ABOUT THIS TASK = State the number of lines in the following data that include the word "replaced", with no other text.

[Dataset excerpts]
-------------------------

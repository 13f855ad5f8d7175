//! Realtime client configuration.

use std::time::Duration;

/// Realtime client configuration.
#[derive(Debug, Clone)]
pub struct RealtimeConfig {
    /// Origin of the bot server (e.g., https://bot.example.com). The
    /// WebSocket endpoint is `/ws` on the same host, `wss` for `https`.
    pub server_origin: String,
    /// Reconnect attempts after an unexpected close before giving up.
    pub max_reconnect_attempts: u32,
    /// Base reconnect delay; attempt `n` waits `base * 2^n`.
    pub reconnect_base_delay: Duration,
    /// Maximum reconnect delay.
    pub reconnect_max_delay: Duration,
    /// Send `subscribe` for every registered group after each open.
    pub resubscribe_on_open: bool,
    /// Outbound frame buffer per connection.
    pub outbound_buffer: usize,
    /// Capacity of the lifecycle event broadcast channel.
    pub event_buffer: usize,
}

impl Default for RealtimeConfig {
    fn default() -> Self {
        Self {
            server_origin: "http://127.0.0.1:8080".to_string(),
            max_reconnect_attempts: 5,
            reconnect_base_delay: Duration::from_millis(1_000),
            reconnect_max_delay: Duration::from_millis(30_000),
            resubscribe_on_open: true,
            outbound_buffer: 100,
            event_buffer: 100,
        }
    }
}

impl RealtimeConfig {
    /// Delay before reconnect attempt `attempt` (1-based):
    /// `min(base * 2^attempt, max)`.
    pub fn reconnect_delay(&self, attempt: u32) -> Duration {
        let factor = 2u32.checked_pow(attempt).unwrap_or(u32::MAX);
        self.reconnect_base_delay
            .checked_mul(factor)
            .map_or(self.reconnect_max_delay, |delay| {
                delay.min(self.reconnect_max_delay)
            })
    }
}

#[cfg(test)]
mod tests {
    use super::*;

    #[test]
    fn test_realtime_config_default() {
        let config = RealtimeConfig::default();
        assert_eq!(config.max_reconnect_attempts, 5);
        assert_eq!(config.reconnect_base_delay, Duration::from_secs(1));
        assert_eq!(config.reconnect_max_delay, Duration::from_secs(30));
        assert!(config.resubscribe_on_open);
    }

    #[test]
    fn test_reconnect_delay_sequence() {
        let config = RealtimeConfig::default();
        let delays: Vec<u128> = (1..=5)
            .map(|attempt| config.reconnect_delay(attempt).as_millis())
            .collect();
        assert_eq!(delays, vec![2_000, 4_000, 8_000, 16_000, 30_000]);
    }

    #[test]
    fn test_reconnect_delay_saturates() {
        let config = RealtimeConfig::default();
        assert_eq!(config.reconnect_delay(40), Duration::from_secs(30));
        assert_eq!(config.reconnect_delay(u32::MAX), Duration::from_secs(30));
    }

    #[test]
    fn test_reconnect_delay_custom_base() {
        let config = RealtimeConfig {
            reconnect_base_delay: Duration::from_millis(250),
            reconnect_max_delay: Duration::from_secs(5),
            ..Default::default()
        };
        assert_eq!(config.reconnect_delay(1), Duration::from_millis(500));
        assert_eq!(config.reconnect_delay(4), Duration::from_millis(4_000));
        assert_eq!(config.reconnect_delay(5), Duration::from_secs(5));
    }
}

-------------------------

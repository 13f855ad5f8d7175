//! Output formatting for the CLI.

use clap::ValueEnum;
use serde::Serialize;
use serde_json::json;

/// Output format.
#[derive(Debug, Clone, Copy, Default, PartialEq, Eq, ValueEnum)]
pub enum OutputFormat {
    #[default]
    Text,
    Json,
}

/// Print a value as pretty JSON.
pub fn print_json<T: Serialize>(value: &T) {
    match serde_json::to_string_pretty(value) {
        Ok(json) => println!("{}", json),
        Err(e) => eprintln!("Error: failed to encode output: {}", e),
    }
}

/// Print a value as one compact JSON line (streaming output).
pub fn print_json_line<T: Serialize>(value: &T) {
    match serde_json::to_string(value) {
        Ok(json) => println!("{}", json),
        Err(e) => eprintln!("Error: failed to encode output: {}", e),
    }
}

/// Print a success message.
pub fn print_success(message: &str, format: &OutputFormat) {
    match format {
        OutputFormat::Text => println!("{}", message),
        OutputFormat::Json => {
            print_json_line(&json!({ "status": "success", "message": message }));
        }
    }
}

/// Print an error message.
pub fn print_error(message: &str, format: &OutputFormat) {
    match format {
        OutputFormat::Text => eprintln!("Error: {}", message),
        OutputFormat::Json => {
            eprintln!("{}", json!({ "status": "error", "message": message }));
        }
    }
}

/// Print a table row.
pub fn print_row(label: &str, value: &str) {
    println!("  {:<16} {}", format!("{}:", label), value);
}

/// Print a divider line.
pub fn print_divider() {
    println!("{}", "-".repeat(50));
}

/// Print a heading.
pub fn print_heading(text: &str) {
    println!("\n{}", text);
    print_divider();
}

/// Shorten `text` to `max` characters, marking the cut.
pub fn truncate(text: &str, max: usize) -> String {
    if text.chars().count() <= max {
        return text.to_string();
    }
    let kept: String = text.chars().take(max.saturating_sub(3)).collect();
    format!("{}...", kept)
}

-------------------------

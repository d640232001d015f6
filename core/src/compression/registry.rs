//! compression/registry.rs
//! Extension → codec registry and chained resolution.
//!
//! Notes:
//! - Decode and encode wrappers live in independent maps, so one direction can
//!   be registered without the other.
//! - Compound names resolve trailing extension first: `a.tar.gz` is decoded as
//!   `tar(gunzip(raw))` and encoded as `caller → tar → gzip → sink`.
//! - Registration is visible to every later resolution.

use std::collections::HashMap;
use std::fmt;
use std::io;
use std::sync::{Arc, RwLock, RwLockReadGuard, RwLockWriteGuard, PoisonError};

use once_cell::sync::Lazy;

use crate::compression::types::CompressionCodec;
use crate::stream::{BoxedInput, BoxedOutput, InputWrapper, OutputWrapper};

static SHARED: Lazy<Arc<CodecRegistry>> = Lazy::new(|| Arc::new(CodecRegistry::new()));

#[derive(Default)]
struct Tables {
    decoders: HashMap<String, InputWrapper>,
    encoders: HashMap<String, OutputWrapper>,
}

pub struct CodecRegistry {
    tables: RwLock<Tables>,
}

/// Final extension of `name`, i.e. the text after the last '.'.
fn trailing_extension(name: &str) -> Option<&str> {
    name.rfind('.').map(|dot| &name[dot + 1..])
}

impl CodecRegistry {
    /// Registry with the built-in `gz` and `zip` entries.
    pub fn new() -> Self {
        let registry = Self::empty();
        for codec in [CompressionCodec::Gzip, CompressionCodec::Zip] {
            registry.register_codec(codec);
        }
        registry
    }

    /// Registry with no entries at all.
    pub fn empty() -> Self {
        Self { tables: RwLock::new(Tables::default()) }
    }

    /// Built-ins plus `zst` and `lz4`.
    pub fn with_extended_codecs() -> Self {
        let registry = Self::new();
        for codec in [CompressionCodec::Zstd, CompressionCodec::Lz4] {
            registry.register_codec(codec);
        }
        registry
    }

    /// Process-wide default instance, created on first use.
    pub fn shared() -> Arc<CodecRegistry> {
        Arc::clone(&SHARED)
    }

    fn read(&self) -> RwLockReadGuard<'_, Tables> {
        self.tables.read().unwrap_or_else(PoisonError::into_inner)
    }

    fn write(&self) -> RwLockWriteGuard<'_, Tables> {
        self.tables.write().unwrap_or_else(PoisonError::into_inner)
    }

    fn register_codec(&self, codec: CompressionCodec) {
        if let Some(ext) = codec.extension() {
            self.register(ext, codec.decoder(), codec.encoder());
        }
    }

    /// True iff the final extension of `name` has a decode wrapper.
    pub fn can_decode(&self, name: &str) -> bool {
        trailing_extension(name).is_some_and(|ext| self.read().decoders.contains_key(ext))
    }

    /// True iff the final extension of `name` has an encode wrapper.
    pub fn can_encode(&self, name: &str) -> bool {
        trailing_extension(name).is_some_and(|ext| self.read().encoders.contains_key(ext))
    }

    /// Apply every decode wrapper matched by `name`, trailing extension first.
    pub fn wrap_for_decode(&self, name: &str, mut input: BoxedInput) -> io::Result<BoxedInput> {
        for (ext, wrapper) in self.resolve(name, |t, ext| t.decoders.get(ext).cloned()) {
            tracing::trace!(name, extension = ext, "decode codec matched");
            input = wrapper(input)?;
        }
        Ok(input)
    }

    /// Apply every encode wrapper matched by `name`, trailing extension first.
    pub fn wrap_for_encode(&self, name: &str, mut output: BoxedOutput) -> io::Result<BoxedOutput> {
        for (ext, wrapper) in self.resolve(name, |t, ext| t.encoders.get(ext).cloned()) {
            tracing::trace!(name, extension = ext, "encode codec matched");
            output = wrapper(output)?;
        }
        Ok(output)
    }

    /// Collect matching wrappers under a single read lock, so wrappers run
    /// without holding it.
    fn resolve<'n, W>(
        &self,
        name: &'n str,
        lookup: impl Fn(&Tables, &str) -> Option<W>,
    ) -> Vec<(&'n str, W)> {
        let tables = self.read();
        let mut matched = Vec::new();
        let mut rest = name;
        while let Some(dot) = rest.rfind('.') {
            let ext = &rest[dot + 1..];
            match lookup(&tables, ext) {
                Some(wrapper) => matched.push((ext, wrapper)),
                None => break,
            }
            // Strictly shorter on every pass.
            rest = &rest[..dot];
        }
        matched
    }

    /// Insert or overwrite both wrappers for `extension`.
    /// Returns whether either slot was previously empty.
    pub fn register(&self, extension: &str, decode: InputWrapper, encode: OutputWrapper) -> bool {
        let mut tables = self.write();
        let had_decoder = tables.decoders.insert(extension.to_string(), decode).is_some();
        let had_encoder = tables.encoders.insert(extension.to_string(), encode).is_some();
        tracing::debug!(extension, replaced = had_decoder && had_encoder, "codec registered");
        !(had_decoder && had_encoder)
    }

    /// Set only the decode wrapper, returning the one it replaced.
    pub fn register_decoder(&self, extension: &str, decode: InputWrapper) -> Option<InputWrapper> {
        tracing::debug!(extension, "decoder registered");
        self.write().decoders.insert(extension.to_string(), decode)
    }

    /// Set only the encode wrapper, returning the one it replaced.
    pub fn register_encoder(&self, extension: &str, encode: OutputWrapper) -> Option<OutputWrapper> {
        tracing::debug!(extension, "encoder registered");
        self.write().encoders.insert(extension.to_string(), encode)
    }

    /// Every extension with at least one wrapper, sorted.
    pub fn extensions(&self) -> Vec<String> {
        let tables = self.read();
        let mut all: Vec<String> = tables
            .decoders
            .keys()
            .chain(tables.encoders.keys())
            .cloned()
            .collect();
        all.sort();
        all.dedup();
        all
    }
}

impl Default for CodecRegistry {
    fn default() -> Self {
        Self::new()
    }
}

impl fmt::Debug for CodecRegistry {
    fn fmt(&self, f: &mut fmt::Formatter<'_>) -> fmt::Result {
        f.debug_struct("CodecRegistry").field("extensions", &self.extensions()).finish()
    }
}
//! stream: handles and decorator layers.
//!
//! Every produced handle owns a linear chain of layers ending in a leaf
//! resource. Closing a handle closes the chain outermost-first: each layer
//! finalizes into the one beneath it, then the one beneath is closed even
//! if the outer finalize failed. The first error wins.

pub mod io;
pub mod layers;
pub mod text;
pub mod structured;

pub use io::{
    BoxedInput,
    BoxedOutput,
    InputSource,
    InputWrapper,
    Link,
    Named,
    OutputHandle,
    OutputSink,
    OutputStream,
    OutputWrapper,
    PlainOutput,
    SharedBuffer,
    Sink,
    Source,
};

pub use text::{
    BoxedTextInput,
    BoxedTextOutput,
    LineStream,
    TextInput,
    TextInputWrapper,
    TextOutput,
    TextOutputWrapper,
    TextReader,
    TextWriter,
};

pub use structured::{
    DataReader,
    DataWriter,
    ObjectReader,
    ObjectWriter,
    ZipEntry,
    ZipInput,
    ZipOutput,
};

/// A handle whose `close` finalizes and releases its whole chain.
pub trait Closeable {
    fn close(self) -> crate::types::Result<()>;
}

-------------------------

REPLY TO THE TASK = 3